One way to build a crystal structure through ASE is the "spacegroup" subpackage. This subpackage requires that you to provide the crystal space group, the lattice parameters and the scaled positions of the unique atoms (the number of atoms provided not necessarily match with the number of atoms in the unit cell). Lets continue with the example of rut-TiO_{2} and try to build the same crystal structure. We will need detailed information about this crystal that can be found in scientific articles or databases. An example of python script to carry out the task can look like the following:

#+BEGIN_SRC python
from ase.lattice.spacegroup import crystal
from ase.visualize import view

# Lattice parameters. Experimetnal values for TiO2 rutile
a = 4.5937
c = 2.9587

# Using the 'crystal' function from 'spacegroup' subpackage
# Data provided (in order of appearence)
# Unique atoms in unit cell; scaled positions of unique atoms;
# Space group ID #; dimension of unit cell (lattice param. and angles)
rut = crystal(['Ti','O'], basis=[(0.0,0.0,0.0),(0.3048,0.3048,0.0)],
   spacegroup=136, cellpar=[a, a, c, 90, 90, 90])

view(rut)
#+END_SRC

#+attr_html: :width 300px
#+caption: Output after running the previous python script that builds rut-TiO_{2}
[[./figures/rut-TiO2_ase_ex.png]]

As you can see from what was displayed through ASE graphical user interface, the unit cell of rut-TiO_{2} contains two Ti and four O atoms, however, we only specified two positions in the script. This is why we need to provide the space group, in order to let know ASE where the other equivalent atoms should be placed according to symmetric positions that are dependent of the space group.

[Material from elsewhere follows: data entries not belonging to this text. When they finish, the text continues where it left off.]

use serde::Serialize;
use std::any::Any;
use std::fmt;
use std::sync::Arc;

/// In-memory representation the engine uses for values of a logical type
#[derive(Debug, Clone, Copy, PartialEq, Eq, Hash, Serialize)]
pub enum NativeType {
    Boolean,
    /// 32-bit integer, also the type of a block position
    Int,
    Long,
    Double,
    Slice,
    /// Opaque representation owned by an extension type (e.g. "point")
    Object(&'static str),
}

impl NativeType {
    /// Parameter type of the plain native value
    pub const fn native(self) -> ParamType {
        ParamType::Native(self)
    }

    /// Parameter type of the nullable (boxed) form
    pub const fn boxed(self) -> ParamType {
        ParamType::Boxed(self)
    }
}

impl fmt::Display for NativeType {
    fn fmt(&self, f: &mut fmt::Formatter<'_>) -> fmt::Result {
        match self {
            NativeType::Boolean => write!(f, "boolean"),
            NativeType::Int => write!(f, "int"),
            NativeType::Long => write!(f, "long"),
            NativeType::Double => write!(f, "double"),
            NativeType::Slice => write!(f, "slice"),
            NativeType::Object(name) => write!(f, "object<{}>", name),
        }
    }
}

/// Structural kind of a single native parameter or return value
#[derive(Debug, Clone, Copy, PartialEq, Eq, Hash, Serialize)]
pub enum ParamType {
    Native(NativeType),
    Boxed(NativeType),
    Block,
    /// Connector session; never allowed in type operators
    Session,
    /// Behavioural (lambda) argument; never allowed in type operators
    Function,
}

impl fmt::Display for ParamType {
    fn fmt(&self, f: &mut fmt::Formatter<'_>) -> fmt::Result {
        match self {
            ParamType::Native(native) => write!(f, "{}", native),
            ParamType::Boxed(native) => write!(f, "{}?", native),
            ParamType::Block => write!(f, "block"),
            ParamType::Session => write!(f, "session"),
            ParamType::Function => write!(f, "function"),
        }
    }
}

/// A single native value
#[derive(Debug, Clone)]
pub enum Datum {
    Boolean(bool),
    Int(i32),
    Long(i64),
    Double(f64),
    Slice(Arc<[u8]>),
    // Extension values (stored as Arc<dyn Any> for type-safe downcasting)
    Object(Arc<dyn Any + Send + Sync>),
}

impl Datum {
    pub fn as_bool(&self) -> Option<bool> {
        match self {
            Datum::Boolean(b) => Some(*b),
            _ => None,
        }
    }

    pub fn as_int(&self) -> Option<i32> {
        match self {
            Datum::Int(n) => Some(*n),
            _ => None,
        }
    }

    pub fn as_long(&self) -> Option<i64> {
        match self {
            Datum::Long(n) => Some(*n),
            _ => None,
        }
    }

    pub fn as_double(&self) -> Option<f64> {
        match self {
            Datum::Double(d) => Some(*d),
            _ => None,
        }
    }

    pub fn as_slice(&self) -> Option<&Arc<[u8]>> {
        match self {
            Datum::Slice(bytes) => Some(bytes),
            _ => None,
        }
    }

    pub fn downcast_ref<T: Any>(&self) -> Option<&T> {
        match self {
            Datum::Object(data) => data.downcast_ref::<T>(),
            _ => None,
        }
    }
}

impl From<bool> for Datum {
    fn from(v: bool) -> Self {
        Datum::Boolean(v)
    }
}

impl From<i32> for Datum {
    fn from(v: i32) -> Self {
        Datum::Int(v)
    }
}

impl From<i64> for Datum {
    fn from(v: i64) -> Self {
        Datum::Long(v)
    }
}

impl From<f64> for Datum {
    fn from(v: f64) -> Self {
        Datum::Double(v)
    }
}

impl From<&[u8]> for Datum {
    fn from(v: &[u8]) -> Self {
        Datum::Slice(Arc::from(v))
    }
}

impl From<&str> for Datum {
    fn from(v: &str) -> Self {
        Datum::Slice(Arc::from(v.as_bytes()))
    }
}
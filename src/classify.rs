//! Infers the invocation convention of a native implementation from its
//! declared structural signature.

use tracing::debug;

use crate::convention::{ArgumentConvention, InvocationConvention, ReturnConvention};
use crate::error::{Error, Result, SignatureIssue};
use crate::function::{Marker, NativeFunction, Parameter};
use crate::operator::OperatorKind;
use crate::types::{NativeType, ParamType};

/// Classify `function` as an implementation of `kind` for a type whose
/// native representation is `native_type`.
///
/// Operands are classified left to right; a second operand is only
/// classified if the first does not consume every parameter. Checking the
/// operand count against the operator's arity is left to the builder.
pub fn classify(
    kind: OperatorKind,
    native_type: NativeType,
    function: &NativeFunction,
) -> Result<InvocationConvention> {
    let signature = function.signature();
    let params = signature.params();

    if params.iter().any(|p| p.ty == ParamType::Session) {
        return Err(Error::ForbiddenContextParameter {
            kind,
            name: function.name().to_string(),
        });
    }
    if params.iter().any(|p| p.ty == ParamType::Function) {
        return Err(invalid(kind, function, SignatureIssue::FunctionArgument));
    }

    let return_convention = classify_return(kind, function)?;

    if params.is_empty() {
        return Err(invalid(kind, function, SignatureIssue::NoParameters));
    }

    let left = next_argument(native_type, params, 0)
        .ok_or_else(|| invalid(kind, function, SignatureIssue::Unclassifiable(0)))?;
    let consumed = left.parameter_count();
    if consumed == params.len() {
        debug!(%kind, function = %function.name(), convention = %left, "classified unary operator");
        return Ok(InvocationConvention::unary(left, return_convention));
    }

    let right = next_argument(native_type, &params[consumed..], consumed)
        .ok_or_else(|| invalid(kind, function, SignatureIssue::Unclassifiable(consumed)))?;
    let consumed = consumed + right.parameter_count();
    if consumed != params.len() {
        return Err(invalid(
            kind,
            function,
            SignatureIssue::TrailingParameters(params.len() - consumed),
        ));
    }

    debug!(
        %kind,
        function = %function.name(),
        left = %left,
        right = %right,
        "classified binary operator"
    );
    Ok(InvocationConvention::binary(left, right, return_convention))
}

fn classify_return(kind: OperatorKind, function: &NativeFunction) -> Result<ReturnConvention> {
    let signature = function.signature();
    let expected = kind.return_type();

    if !signature.is_nullable_return() && signature.return_type() == expected.native() {
        Ok(ReturnConvention::FailOnNull)
    } else if signature.is_nullable_return() && signature.return_type() == expected.boxed() {
        Ok(ReturnConvention::NullableReturn)
    } else {
        let wanted = if signature.is_nullable_return() {
            expected.boxed()
        } else {
            expected.native()
        };
        Err(invalid(kind, function, SignatureIssue::ReturnType(wanted)))
    }
}

/// Classify the operand starting at the head of `params`. A parameter whose
/// marker selects a rule is not retried under a later one.
fn next_argument(
    native_type: NativeType,
    params: &[Parameter],
    offset: usize,
) -> Option<ArgumentConvention> {
    let first = params.first()?;
    let second = params.get(1);

    let convention = match first.marker {
        Marker::Nullable => {
            (first.ty == native_type.boxed()).then_some(ArgumentConvention::BoxedNullable)
        }
        Marker::BlockPosition => second
            .filter(|index| {
                index.marker == Marker::BlockIndex
                    && first.ty == ParamType::Block
                    && index.ty == NativeType::Int.native()
            })
            .map(|_| ArgumentConvention::BlockPosition),
        _ => match second {
            Some(flag) if flag.marker == Marker::IsNull => (first.ty == native_type.native()
                && flag.ty == NativeType::Boolean.native())
            .then_some(ArgumentConvention::NullFlag),
            _ => (first.ty == native_type.native()).then_some(ArgumentConvention::NeverNull),
        },
    };

    if convention.is_none() {
        debug!(position = offset, ty = %first.ty, "parameter does not start any argument convention");
    }
    convention
}

fn invalid(kind: OperatorKind, function: &NativeFunction, issue: SignatureIssue) -> Error {
    Error::InvalidOperatorSignature {
        kind,
        name: function.to_string(),
        issue,
    }
}

#[cfg(test)]
mod tests {
    use super::*;
    use crate::function::Signature;
    use crate::types::Datum;
    use ArgumentConvention::*;
    use ReturnConvention::*;

    fn function(signature: Signature) -> NativeFunction {
        NativeFunction::new("op", signature, |_| Ok(Some(Datum::Boolean(true))))
    }

    fn boolean() -> Signature {
        Signature::returning(NativeType::Boolean.native())
    }

    fn classify_long(kind: OperatorKind, signature: Signature) -> Result<InvocationConvention> {
        classify(kind, NativeType::Long, &function(signature))
    }

    #[test]
    fn test_never_null_binary() {
        let convention = classify_long(
            OperatorKind::Equal,
            boolean().value(NativeType::Long).value(NativeType::Long),
        )
        .expect("classification failed");
        assert_eq!(convention, InvocationConvention::binary(NeverNull, NeverNull, FailOnNull));
    }

    #[test]
    fn test_mixed_operands() {
        let convention = classify_long(
            OperatorKind::IsDistinctFrom,
            boolean().value(NativeType::Long).nullable(NativeType::Long),
        )
        .expect("classification failed");
        assert_eq!(convention, InvocationConvention::binary(NeverNull, BoxedNullable, FailOnNull));

        let convention = classify_long(
            OperatorKind::Equal,
            boolean().block_position().value_with_null_flag(NativeType::Long),
        )
        .expect("classification failed");
        assert_eq!(convention, InvocationConvention::binary(BlockPosition, NullFlag, FailOnNull));
    }

    #[test]
    fn test_unary_conventions() {
        let long = || Signature::returning(NativeType::Long.native());

        let convention = classify_long(OperatorKind::XxHash64, long().value(NativeType::Long))
            .expect("classification failed");
        assert_eq!(convention, InvocationConvention::unary(NeverNull, FailOnNull));

        let convention = classify_long(OperatorKind::HashCode, long().block_position())
            .expect("classification failed");
        assert_eq!(convention, InvocationConvention::unary(BlockPosition, FailOnNull));

        let convention = classify_long(
            OperatorKind::Indeterminate,
            boolean().value_with_null_flag(NativeType::Long),
        )
        .expect("classification failed");
        assert_eq!(convention, InvocationConvention::unary(NullFlag, FailOnNull));
    }

    #[test]
    fn test_nullable_return() {
        let convention = classify_long(
            OperatorKind::Equal,
            Signature::returning(NativeType::Boolean.boxed())
                .nullable_return()
                .nullable(NativeType::Long)
                .nullable(NativeType::Long),
        )
        .expect("classification failed");
        assert_eq!(
            convention,
            InvocationConvention::binary(BoxedNullable, BoxedNullable, NullableReturn)
        );
    }

    #[test]
    fn test_wrong_return_type() {
        // hash must return long
        let err = classify_long(OperatorKind::HashCode, boolean().value(NativeType::Long))
            .expect_err("boolean hash accepted");
        assert!(matches!(
            err,
            Error::InvalidOperatorSignature { issue: SignatureIssue::ReturnType(ParamType::Native(NativeType::Long)), .. }
        ));

        // boxed return without the nullable marker
        let err = classify_long(
            OperatorKind::Equal,
            Signature::returning(NativeType::Boolean.boxed())
                .value(NativeType::Long)
                .value(NativeType::Long),
        )
        .expect_err("unmarked boxed return accepted");
        assert!(matches!(
            err,
            Error::InvalidOperatorSignature { issue: SignatureIssue::ReturnType(_), .. }
        ));
    }

    #[test]
    fn test_unmarked_null_flag_rejected() {
        let err = classify_long(
            OperatorKind::Equal,
            boolean()
                .value(NativeType::Long)
                .value(NativeType::Boolean)
                .value(NativeType::Long),
        )
        .expect_err("unmarked flag accepted");
        assert!(matches!(
            err,
            Error::InvalidOperatorSignature { kind: OperatorKind::Equal, issue: SignatureIssue::Unclassifiable(1), .. }
        ));
    }

    #[test]
    fn test_marker_mismatch_is_not_retried() {
        // nullable marker on a plain long does not fall back to NEVER_NULL
        let err = classify_long(
            OperatorKind::Equal,
            boolean()
                .param(NativeType::Long.native(), Marker::Nullable)
                .value(NativeType::Long),
        )
        .expect_err("mismatched nullable accepted");
        assert!(matches!(
            err,
            Error::InvalidOperatorSignature { issue: SignatureIssue::Unclassifiable(0), .. }
        ));

        // block without its index marker
        let err = classify_long(
            OperatorKind::HashCode,
            Signature::returning(NativeType::Long.native())
                .param(ParamType::Block, Marker::BlockPosition)
                .value(NativeType::Int),
        )
        .expect_err("block without index accepted");
        assert!(matches!(
            err,
            Error::InvalidOperatorSignature { issue: SignatureIssue::Unclassifiable(0), .. }
        ));

        // null flag after a boxed value is neither NULL_FLAG nor BOXED_NULLABLE
        let err = classify_long(
            OperatorKind::Indeterminate,
            boolean()
                .param(NativeType::Long.boxed(), Marker::None)
                .param(NativeType::Boolean.native(), Marker::IsNull),
        )
        .expect_err("boxed value with null flag accepted");
        assert!(matches!(
            err,
            Error::InvalidOperatorSignature { issue: SignatureIssue::Unclassifiable(0), .. }
        ));

        // flag marker on a non-boolean does not fall back to NEVER_NULL
        let err = classify_long(
            OperatorKind::HashCode,
            Signature::returning(NativeType::Long.native())
                .value(NativeType::Long)
                .param(NativeType::Long.native(), Marker::IsNull),
        )
        .expect_err("long null flag accepted");
        assert!(matches!(
            err,
            Error::InvalidOperatorSignature { issue: SignatureIssue::Unclassifiable(0), .. }
        ));
    }

    #[test]
    fn test_trailing_parameters() {
        let err = classify_long(
            OperatorKind::Equal,
            boolean()
                .value(NativeType::Long)
                .value(NativeType::Long)
                .value(NativeType::Long),
        )
        .expect_err("three operands accepted");
        assert!(matches!(
            err,
            Error::InvalidOperatorSignature { issue: SignatureIssue::TrailingParameters(1), .. }
        ));
    }

    #[test]
    fn test_no_parameters() {
        let err = classify_long(OperatorKind::Equal, boolean()).expect_err("empty accepted");
        assert!(matches!(
            err,
            Error::InvalidOperatorSignature { issue: SignatureIssue::NoParameters, .. }
        ));
    }

    #[test]
    fn test_function_argument_has_distinct_issue() {
        let err = classify_long(
            OperatorKind::Equal,
            boolean()
                .value(NativeType::Long)
                .param(ParamType::Function, Marker::None),
        )
        .expect_err("function argument accepted");
        assert!(matches!(
            err,
            Error::InvalidOperatorSignature { issue: SignatureIssue::FunctionArgument, .. }
        ));
    }

    #[test]
    fn test_session_rejected_anywhere() {
        for signature in [
            boolean().param(ParamType::Session, Marker::None).value(NativeType::Long).value(NativeType::Long),
            boolean().value(NativeType::Long).value(NativeType::Long).param(ParamType::Session, Marker::None),
        ] {
            let err = classify_long(OperatorKind::Equal, signature).expect_err("session accepted");
            assert!(matches!(err, Error::ForbiddenContextParameter { .. }));
        }
    }

    #[test]
    fn test_native_type_must_match() {
        let err = classify(
            OperatorKind::Equal,
            NativeType::Double,
            &function(boolean().value(NativeType::Long).value(NativeType::Long)),
        )
        .expect_err("long operator accepted for double");
        assert!(matches!(err, Error::InvalidOperatorSignature { .. }));
    }
}
const DEFAULT_LOG_FILTER: &str = "info";

pub struct Config {
    pub(crate) log_filter: String,
    pub(crate) pretty: bool,
    #[cfg(feature = "extensions")]
    pub(crate) load_all_extensions: bool,
    #[cfg(feature = "extensions")]
    pub(crate) enabled_extensions: Vec<String>,
}

impl Config {
    pub fn from_args() -> Self {
        Config {
            log_filter: DEFAULT_LOG_FILTER.to_string(),
            pretty: true,
            #[cfg(feature = "extensions")]
            load_all_extensions: true,
            #[cfg(feature = "extensions")]
            enabled_extensions: Vec::new(),
        }
    }

    /// Defaults overridden by `TYPEOP_LOG`, `TYPEOP_PRETTY` and
    /// `TYPEOP_EXTENSIONS` (`all`, or a comma separated list of names)
    pub fn from_env() -> Self {
        Self::from_lookup(|key| std::env::var(key).ok())
    }

    pub(crate) fn from_lookup(lookup: impl Fn(&str) -> Option<String>) -> Self {
        let mut config = Self::from_args();
        if let Some(filter) = lookup("TYPEOP_LOG").filter(|f| !f.trim().is_empty()) {
            config.log_filter = filter;
        }
        if let Some(pretty) = lookup("TYPEOP_PRETTY") {
            config.pretty = !matches!(pretty.trim(), "0" | "false" | "no");
        }
        #[cfg(feature = "extensions")]
        if let Some(extensions) = lookup("TYPEOP_EXTENSIONS") {
            let extensions = extensions.trim();
            if extensions.eq_ignore_ascii_case("all") {
                config.load_all_extensions = true;
                config.enabled_extensions.clear();
            } else {
                config.load_all_extensions = false;
                config.enabled_extensions = extensions
                    .split(',')
                    .map(str::trim)
                    .filter(|name| !name.is_empty())
                    .map(String::from)
                    .collect();
            }
        }
        config
    }

    pub fn log_filter(&self) -> &str {
        &self.log_filter
    }

    pub fn pretty(&self) -> bool {
        self.pretty
    }

    /// Extension filter for the loader; None loads everything
    #[cfg(feature = "extensions")]
    pub fn enabled_extensions(&self) -> Option<&[String]> {
        if self.load_all_extensions {
            None
        } else {
            Some(&self.enabled_extensions)
        }
    }
}

impl Default for Config {
    fn default() -> Self {
        Self::from_args()
    }
}
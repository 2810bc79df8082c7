use serde::Serialize;
use std::fmt;

use crate::convention::InvocationConvention;
use crate::error::Result;
use crate::function::{Arg, NativeFunction};
use crate::types::{Datum, NativeType};

/// Fundamental scalar operators a type may declare
#[derive(Debug, Clone, Copy, PartialEq, Eq, Hash, PartialOrd, Ord, Serialize)]
#[serde(rename_all = "SCREAMING_SNAKE_CASE")]
pub enum OperatorKind {
    Equal,
    HashCode,
    #[serde(rename = "XX_HASH_64")]
    XxHash64,
    IsDistinctFrom,
    Indeterminate,
    ComparisonUnorderedLast,
    ComparisonUnorderedFirst,
    LessThan,
    LessThanOrEqual,
}

impl OperatorKind {
    pub const COUNT: usize = 9;

    pub const ALL: [OperatorKind; OperatorKind::COUNT] = [
        OperatorKind::Equal,
        OperatorKind::HashCode,
        OperatorKind::XxHash64,
        OperatorKind::IsDistinctFrom,
        OperatorKind::Indeterminate,
        OperatorKind::ComparisonUnorderedLast,
        OperatorKind::ComparisonUnorderedFirst,
        OperatorKind::LessThan,
        OperatorKind::LessThanOrEqual,
    ];

    /// Number of logical operands
    pub const fn arity(self) -> usize {
        match self {
            OperatorKind::HashCode | OperatorKind::XxHash64 | OperatorKind::Indeterminate => 1,
            _ => 2,
        }
    }

    /// Native type returned under FAIL_ON_NULL (boxed under NULLABLE_RETURN)
    pub const fn return_type(self) -> NativeType {
        match self {
            OperatorKind::HashCode
            | OperatorKind::XxHash64
            | OperatorKind::ComparisonUnorderedLast
            | OperatorKind::ComparisonUnorderedFirst => NativeType::Long,
            _ => NativeType::Boolean,
        }
    }

    pub(crate) const fn index(self) -> usize {
        self as usize
    }

    pub const fn name(self) -> &'static str {
        match self {
            OperatorKind::Equal => "EQUAL",
            OperatorKind::HashCode => "HASH_CODE",
            OperatorKind::XxHash64 => "XX_HASH_64",
            OperatorKind::IsDistinctFrom => "IS_DISTINCT_FROM",
            OperatorKind::Indeterminate => "INDETERMINATE",
            OperatorKind::ComparisonUnorderedLast => "COMPARISON_UNORDERED_LAST",
            OperatorKind::ComparisonUnorderedFirst => "COMPARISON_UNORDERED_FIRST",
            OperatorKind::LessThan => "LESS_THAN",
            OperatorKind::LessThanOrEqual => "LESS_THAN_OR_EQUAL",
        }
    }
}

impl fmt::Display for OperatorKind {
    fn fmt(&self, f: &mut fmt::Formatter<'_>) -> fmt::Result {
        f.write_str(self.name())
    }
}

/// A native implementation paired with the convention it is called with.
///
/// No validation happens here; whether the pair is consistent depends on the
/// type's native representation and is checked by the declaration builder.
#[derive(Debug)]
pub struct OperatorMethodHandle {
    convention: InvocationConvention,
    function: NativeFunction,
}

impl OperatorMethodHandle {
    pub fn new(convention: InvocationConvention, function: NativeFunction) -> Self {
        OperatorMethodHandle {
            convention,
            function,
        }
    }

    pub fn convention(&self) -> &InvocationConvention {
        &self.convention
    }

    pub fn function(&self) -> &NativeFunction {
        &self.function
    }

    pub fn invoke(&self, args: &[Arg<'_>]) -> Result<Option<Datum>> {
        self.function.call(args)
    }
}

/// Native function offered for registration, optionally tagged with the
/// operator it implements. Untagged functions are helpers and are skipped.
#[derive(Debug)]
pub struct ScalarOperator {
    kind: Option<OperatorKind>,
    function: NativeFunction,
}

impl ScalarOperator {
    pub fn new(kind: OperatorKind, function: NativeFunction) -> Self {
        ScalarOperator {
            kind: Some(kind),
            function,
        }
    }

    pub fn helper(function: NativeFunction) -> Self {
        ScalarOperator {
            kind: None,
            function,
        }
    }

    pub fn kind(&self) -> Option<OperatorKind> {
        self.kind
    }

    pub fn function(&self) -> &NativeFunction {
        &self.function
    }

    pub fn into_parts(self) -> (Option<OperatorKind>, NativeFunction) {
        (self.kind, self.function)
    }
}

Even though you can provide of very reliable experimental information, the atomic positions and cell size and shape usually need to be computationally optimized before can be used to generate a surface or for energy comparisons. We will talk later about a method that can be used to optimize a crystal structure.  
  
**** Building surfaces
If you want to simulate the adsorption of a chemical compounds and its interaction with a solid catalyst, you might want to create a representative model of the solid in question. Here, we explain how to create a surface model that could be used for following calculations, such adsorption tests. 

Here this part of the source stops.